Zanetti hat mittlerweile aber auch Konkurrenten. In den USA gibt es beispielsweise ein Burkini-Model namens Splashgear. Es wird schon seit Mitte der Neunzigerjahre vertrieben. In der Türkei verkauft Hasema, ein Modelabel, dass sich auf muslimische Mode spezialisiert hat, seit mehr als zehn Jahren einen Ganzkörperbadeanzug unter dem Namen Haschema. Das Unternehmen verkauft nach jüngsten Angaben jährlich 40 000 bis 50 000 Stück. Und auch die erste große Bademodenfirma ist in das Geschäft eingestiegen: Speedo, sonst eher für ihre knappen Badehosen bekannt, verkauft eine Version des Ganzkörperbadeanzugs seit einiger Zeit über seinen internationalen Online-Shop.

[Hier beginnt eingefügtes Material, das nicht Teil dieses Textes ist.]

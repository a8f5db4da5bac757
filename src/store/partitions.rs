//! Key layout for the Fjall partitions
//!
//! - `items`: item:{id:020} -> Item (JSON)
//! - `idempotency`: idem:{endpoint}\0{key} -> IdempotencyRecord (JSON)
//! - `sessions`: session:{session_id}\0{counter} -> SessionCounter (JSON)
//! - `metadata`: meta:{key} -> value (decimal string)
//!
//! Item ids are zero padded so lexicographic order matches numeric order.
//! Endpoints and session ids never contain NUL, which makes the separator
//! unambiguous for arbitrary client-supplied idempotency keys.

const SEPARATOR: u8 = 0;

/// Encode an item key: item:{id:020}
pub fn encode_item_key(id: u64) -> Vec<u8> {
    format!("item:{:020}", id).into_bytes()
}

/// Decode an item key: item:{id:020} -> id
pub fn decode_item_key(key: &[u8]) -> Option<u64> {
    let key_str = std::str::from_utf8(key).ok()?;
    key_str.strip_prefix("item:")?.parse().ok()
}

/// Encode an idempotency key scoped to the endpoint it was used on
pub fn encode_idem_key(endpoint: &str, key: &str) -> Vec<u8> {
    let mut encoded = format!("idem:{}", endpoint).into_bytes();
    encoded.push(SEPARATOR);
    encoded.extend_from_slice(key.as_bytes());
    encoded
}

/// Encode a per-session counter key
pub fn encode_session_key(session_id: &str, counter: &str) -> Vec<u8> {
    let mut encoded = format!("session:{}", session_id).into_bytes();
    encoded.push(SEPARATOR);
    encoded.extend_from_slice(counter.as_bytes());
    encoded
}

/// Encode a metadata key: meta:{key}
pub fn encode_meta_key(key: &str) -> Vec<u8> {
    format!("meta:{}", key).into_bytes()
}
//! Keyed execution of mutating requests
//!
//! A request carrying an `Idempotency-Key` runs at most once per endpoint.
//! Lookup, mutation and record all happen inside one [`WriteScope`]: the
//! scope's writer lock serializes concurrent duplicates, and its batch commits
//! the mutation together with the recorded response.

use axum::{
    http::{StatusCode, header},
    response::{IntoResponse, Response},
};
use tracing::{debug, info};

use super::error::ApiError;
use crate::observability::Metrics;
use crate::store::{Store, StoredResponse, WriteScope};

/// Run `mutate` for `key` on `endpoint`, or replay the response recorded for it.
///
/// Failures from `mutate` are returned as-is and leave no trace in the store.
pub fn execute_idempotent<F>(
    store: &Store,
    metrics: &Metrics,
    key: &str,
    endpoint: &str,
    mutate: F,
) -> Result<Response, ApiError>
where
    F: FnOnce(&mut WriteScope<'_>) -> Result<StoredResponse, ApiError>,
{
    let mut scope = store.write();

    if let Some(stored) = scope.lookup_response(key, endpoint)? {
        metrics.idempotent_replay();
        info!(key, endpoint, status = stored.status, "Replaying recorded response");
        return Ok(replay(stored));
    }

    let response = mutate(&mut scope)?;
    scope.record_response(key, endpoint, &response)?;
    scope.commit()?;

    debug!(key, endpoint, status = response.status, "Recorded response");
    Ok(replay(response))
}

/// Render a stored response exactly as recorded
pub fn replay(stored: StoredResponse) -> Response {
    let status = StatusCode::from_u16(stored.status).unwrap_or(StatusCode::OK);
    (
        status,
        [(header::CONTENT_TYPE, mime::APPLICATION_JSON.as_ref())],
        stored.body,
    )
        .into_response()
}
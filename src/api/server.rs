use axum::{
    Router,
    body::Body,
    http::Request,
    middleware,
    routing::{get, post, put},
};
use chrono::TimeDelta;
use tokio::net::TcpListener;
use tower::ServiceBuilder;
use tower_http::{
    decompression::RequestDecompressionLayer,
    request_id::{MakeRequestUuid, PropagateRequestIdLayer, SetRequestIdLayer},
    trace::TraceLayer,
};
use tracing::{info, info_span};

use super::{
    auth::require_auth,
    services::{
        create_item, delete_item, get_item, health, list_items, method_not_allowed, not_found,
        simulate, update_item,
    },
    state::AppState,
};
use crate::config::Config;
use crate::store::Store;

type AnyError = Box<dyn std::error::Error + Send + Sync + 'static>;

/// Build the HTTP routing table
///
/// Mutating routes carry the auth guard as a route layer; reads are open.
/// Every response, including fallbacks and 405s, gets an `X-Request-Id`.
pub fn router(state: AppState) -> Router {
    let guard = middleware::from_fn_with_state(state.clone(), require_auth);

    Router::new()
        .route("/health", get(health))
        .route("/items/simulate", get(simulate))
        .route(
            "/items",
            get(list_items).merge(post(create_item).route_layer(guard.clone())),
        )
        .route(
            "/items/{id}",
            get(get_item).merge(put(update_item).delete(delete_item).route_layer(guard)),
        )
        .method_not_allowed_fallback(method_not_allowed)
        .fallback(not_found)
        .with_state(state)
        .layer(
            ServiceBuilder::new()
                .layer(SetRequestIdLayer::x_request_id(MakeRequestUuid))
                .layer(TraceLayer::new_for_http().make_span_with(|request: &Request<Body>| {
                    let request_id = request
                        .headers()
                        .get("x-request-id")
                        .and_then(|value| value.to_str().ok())
                        .unwrap_or("-");
                    info_span!(
                        "http_request",
                        method = %request.method(),
                        uri = %request.uri(),
                        request_id = %request_id,
                    )
                }))
                .layer(PropagateRequestIdLayer::x_request_id())
                // Handles Content-Encoding before handlers see the body
                .layer(RequestDecompressionLayer::new()),
        )
}

pub async fn run(config: Config) -> Result<(), AnyError> {
    let address = config.server.bind_addr;

    let store = Store::open(&config.server.data_path)
        .map_err(|e| format!("Failed to open store: {}", e))?;

    let retention = &config.retention;
    store.prune_idempotency(TimeDelta::days(i64::from(retention.idempotency_ttl_days)))?;
    store.prune_sessions(TimeDelta::hours(i64::from(retention.session_ttl_hours)))?;

    let state = AppState::new(config, store);
    let store = state.store.clone();
    let app = router(state);

    let listener = TcpListener::bind(address).await?;
    info!(%address, "ItemBox API listening");

    axum::serve(listener, app)
        .with_graceful_shutdown(shutdown_signal())
        .await?;

    store.persist()?;
    info!("Store flushed, shutting down");
    Ok(())
}

async fn shutdown_signal() {
    let ctrl_c = async {
        tokio::signal::ctrl_c()
            .await
            .expect("failed to install Ctrl+C handler");
    };

    #[cfg(unix)]
    let terminate = async {
        use tokio::signal::unix::{SignalKind, signal};
        let mut sigterm = signal(SignalKind::terminate())
            .expect("failed to install signal handler");
        sigterm.recv().await;
    };

    #[cfg(not(unix))]
    let terminate = std::future::pending::<()>();

    tokio::select! {
        _ = ctrl_c => {},
        _ = terminate => {},
    }

    info!("Shutdown signal received");
}
use serde::{Deserialize, Serialize};
use std::net::SocketAddr;
use std::path::PathBuf;

use crate::store::{RETENTION_IDEMPOTENCY_DAYS, RETENTION_SESSION_HOURS};

/// Top-level configuration
#[derive(Debug, Clone, Default, Deserialize, Serialize)]
pub struct Config {
    #[serde(default)]
    pub server: ServerConfig,
    #[serde(default)]
    pub auth: AuthConfig,
    #[serde(default)]
    pub simulation: SimulationConfig,
    #[serde(default)]
    pub retention: RetentionConfig,
}

/// Server configuration
#[derive(Debug, Clone, Deserialize, Serialize)]
pub struct ServerConfig {
    #[serde(default = "default_bind_addr")]
    pub bind_addr: SocketAddr,
    /// Fjall keyspace directory
    #[serde(default = "default_data_path")]
    pub data_path: PathBuf,
    #[serde(default = "default_max_body_bytes")]
    pub max_body_bytes: usize,
}

impl Default for ServerConfig {
    fn default() -> Self {
        Self {
            bind_addr: default_bind_addr(),
            data_path: default_data_path(),
            max_body_bytes: default_max_body_bytes(),
        }
    }
}

fn default_bind_addr() -> SocketAddr {
    SocketAddr::from(([0, 0, 0, 0], 8080))
}

fn default_data_path() -> PathBuf {
    PathBuf::from("data/itembox")
}

fn default_max_body_bytes() -> usize {
    1024 * 1024 // 1 MiB
}

/// Authentication configuration
#[derive(Debug, Clone, Default, Deserialize, Serialize)]
pub struct AuthConfig {
    /// Accepted bearer tokens (loaded from environment, never from the config file)
    #[serde(skip)]
    pub tokens: Vec<String>,
}

/// Fault simulation knobs
#[derive(Debug, Clone, Deserialize, Serialize)]
pub struct SimulationConfig {
    /// Failed requests per 429 cycle before one success
    #[serde(default = "default_rate_limit_threshold")]
    pub rate_limit_threshold: u32,
    /// Failed requests per 500 cycle before one success
    #[serde(default = "default_server_error_threshold")]
    pub server_error_threshold: u32,
    /// Value of the `Retry-After` header on simulated 429s
    #[serde(default = "default_retry_after_secs")]
    pub retry_after_secs: u64,
    #[serde(default = "default_sleep_secs")]
    pub default_sleep_secs: f64,
    #[serde(default = "default_max_sleep_secs")]
    pub max_sleep_secs: f64,
    /// Delay applied by `GET /health?sleep=true`
    #[serde(default = "default_sleep_secs")]
    pub health_sleep_secs: f64,
}

impl Default for SimulationConfig {
    fn default() -> Self {
        Self {
            rate_limit_threshold: default_rate_limit_threshold(),
            server_error_threshold: default_server_error_threshold(),
            retry_after_secs: default_retry_after_secs(),
            default_sleep_secs: default_sleep_secs(),
            max_sleep_secs: default_max_sleep_secs(),
            health_sleep_secs: default_sleep_secs(),
        }
    }
}

fn default_rate_limit_threshold() -> u32 {
    1
}

fn default_server_error_threshold() -> u32 {
    2
}

fn default_retry_after_secs() -> u64 {
    5
}

fn default_sleep_secs() -> f64 {
    2.0
}

fn default_max_sleep_secs() -> f64 {
    30.0
}

/// Retention configuration
#[derive(Debug, Clone, Deserialize, Serialize)]
pub struct RetentionConfig {
    #[serde(default = "default_idempotency_ttl_days")]
    pub idempotency_ttl_days: u32,
    /// Idle time after which a simulation session's counters are dropped
    #[serde(default = "default_session_ttl_hours")]
    pub session_ttl_hours: u32,
}

impl Default for RetentionConfig {
    fn default() -> Self {
        Self {
            idempotency_ttl_days: default_idempotency_ttl_days(),
            session_ttl_hours: default_session_ttl_hours(),
        }
    }
}

fn default_idempotency_ttl_days() -> u32 {
    RETENTION_IDEMPOTENCY_DAYS
}

fn default_session_ttl_hours() -> u32 {
    RETENTION_SESSION_HOURS
}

Dass jetzt vielleicht auch weitere Firmen einsteigen und die Branche an sich bekannter wird, dürfte Zanetti trotz der Konkurrenz durchaus freuen. Ihre Intention sei von Beginn an gewesen, dass muslimische Frauen freier werden und am Strandleben teilhaben können, sagte sie. Es spiele keine Rolle, warum Frauen tragen, was sie tragen, sagte sie. "Der Strand ist für alle da. Wir Frauen sollten in der Lage sein, das anzuziehen, was wir wollen - und damit zu machen, was wir wollen", sagte sie.